TASK STATEMENT> Below are some records. Say how many of their lines include the string "relocation", giving only the number.

(Items from a data source)
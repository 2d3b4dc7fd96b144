//! Public API for the core module.
//!
//! This module provides the stable public API for configuration:
//! - The relocation configuration value and its builder
//! - Defaults and sentinels shared by the CLI and the workflow

pub use super::config::{RelocateConfig, RelocateConfigBuilder, RemoteTarget};

pub use super::config::{
    BRANCH_ENV_VAR, DEFAULT_REMOTE, DEFAULT_UPSTREAM_BRANCH, DISABLED_REMOTE_SENTINEL,
    REMOTE_ENV_VAR, STASH_MESSAGE_PREFIX,
};

// User-facing messages
pub use super::config::{COMPLETION_MESSAGE, TERMINAL_TITLE_DONE, TERMINAL_TITLE_RUNNING};
//! # tele-scope
//!
//! `tele-scope` moves uncommitted changes from the branch you are working on
//! onto an upstream branch, commits and publishes them there, and brings the
//! working branch back rebased on top. It powers the `tele-scope` CLI tool.
//!
//! ## Workflow
//!
//! 1. Stash the pending changes and check out the upstream branch
//! 2. Apply the stash, commit (optionally only some paths) and push
//! 3. Return to the local branch, rebase it onto upstream, re-apply whatever
//!    was not relocated and drop the stash
//!
//! Any failing step stops the run and leaves the stash in place.
//!
//! ## Example
//!
//! ```rust,no_run
//! use tele_scope::core::RelocateConfig;
//! use tele_scope::git::GitCli;
//! use tele_scope::workflow::relocate;
//!
//! #[tokio::main]
//! async fn main() -> anyhow::Result<()> {
//!     let config = RelocateConfig::builder()
//!         .upstream_branch("main")
//!         .message(Some("Fix typo in README".to_string()))
//!         .build()?;
//!     let outcome = relocate(&GitCli::new("."), &config).await;
//!     std::process::exit(outcome.exit_code().into());
//! }
//! ```

pub mod cli;
pub mod commands;
pub mod core;
pub mod git;
pub mod utils;
pub mod workflow;
//! Command line interface definition
//!
//! Parses the flags into a validated [`RelocateConfig`]. Help, version and
//! argument errors are mapped to their [`ExitStatus`] here so the repository
//! is never touched for them.

use clap::error::ErrorKind;
use clap::Parser;
use std::ffi::OsString;

use crate::core::config::{
    RelocateConfig, BRANCH_ENV_VAR, DEFAULT_REMOTE, DEFAULT_UPSTREAM_BRANCH, REMOTE_ENV_VAR,
};
use crate::workflow::ExitStatus;

const ABOUT: &str = "Move files from the current (local) changeset to an upstream branch:
  1) stashes the changeset and moves upstream to apply it
  2) commits the changeset and pushes it to the remote
  3) returns to the local branch and rebases onto the upstream branch";

const CAVEATS: &str = "Caveats:
  - If your current branch is part of a public repository, think carefully
    about whether you want to rebase it.
  - tele-scope does NOT merge after rebasing. The idea is that the current
    branch holds committed work you don't want on the upstream branch yet.
  - If a step fails, tele-scope stops. The stash is only dropped once the
    changes are committed and the local branch has been restored and rebased.";

#[derive(Parser, Debug)]
#[command(name = "tele-scope")]
#[command(version, about = ABOUT, after_help = CAVEATS)]
#[command(override_usage = "tele-scope [OPTIONS] [FILES]...")]
pub struct Cli {
    /// Return to the local branch, but do not rebase
    #[arg(short = 'b', long = "norebase")]
    pub no_rebase: bool,

    /// Keep the stashed changes instead of dropping them after rebasing
    #[arg(short = 'c', long = "noclear")]
    pub no_clear: bool,

    /// Use this address as the commit author's email
    #[arg(short = 'e', long)]
    pub email: Option<String>,

    /// Commit message (opens the editor when omitted)
    #[arg(short = 'm', long)]
    pub message: Option<String>,

    /// Upstream branch that receives the changes
    #[arg(
        short = 'n',
        long = "branch",
        default_value = DEFAULT_UPSTREAM_BRANCH,
        env = BRANCH_ENV_VAR
    )]
    pub branch: String,

    /// Pull from the remote before committing
    #[arg(short = 'p', long)]
    pub pull: bool,

    /// Remote to push to; "--" skips pushing
    #[arg(
        short = 'r',
        long,
        default_value = DEFAULT_REMOTE,
        env = REMOTE_ENV_VAR,
        allow_hyphen_values = true
    )]
    pub remote: String,

    /// Use this name as the commit author
    #[arg(short = 'u', long)]
    pub user: Option<String>,

    /// Files or directories to move; all changes when omitted.
    /// Changes outside them are re-applied after rebasing.
    #[arg(value_name = "FILES")]
    pub files: Vec<String>,
}

impl Cli {
    /// Validates the parsed flags into a configuration value
    pub fn into_config(self) -> anyhow::Result<RelocateConfig> {
        RelocateConfig::builder()
            .no_rebase(self.no_rebase)
            .no_clear(self.no_clear)
            .pull(self.pull)
            .user(self.user)
            .email(self.email)
            .message(self.message)
            .upstream_branch(self.branch)
            .remote(self.remote)
            .paths(self.files)
            .build()
    }
}

/// Maps a clap parse failure onto the exit status it stands for
pub fn exit_status_for(error: &clap::Error) -> ExitStatus {
    match error.kind() {
        ErrorKind::DisplayHelp | ErrorKind::DisplayHelpOnMissingArgumentOrSubcommand => {
            ExitStatus::HelpRequested
        }
        ErrorKind::DisplayVersion => ExitStatus::Success,
        _ => ExitStatus::ArgumentError,
    }
}

/// Parses command line arguments into a configuration
///
/// Prints usage or the validation error and returns the matching status when
/// no relocation should run.
pub fn parse_args<I, T>(args: I) -> Result<RelocateConfig, ExitStatus>
where
    I: IntoIterator<Item = T>,
    T: Into<OsString> + Clone,
{
    let cli = match Cli::try_parse_from(args) {
        Ok(cli) => cli,
        Err(e) => {
            let _ = e.print();
            return Err(exit_status_for(&e));
        }
    };

    cli.into_config().map_err(|e| {
        eprintln!("🔴 {e}");
        ExitStatus::ArgumentError
    })
}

RESPONSE> 2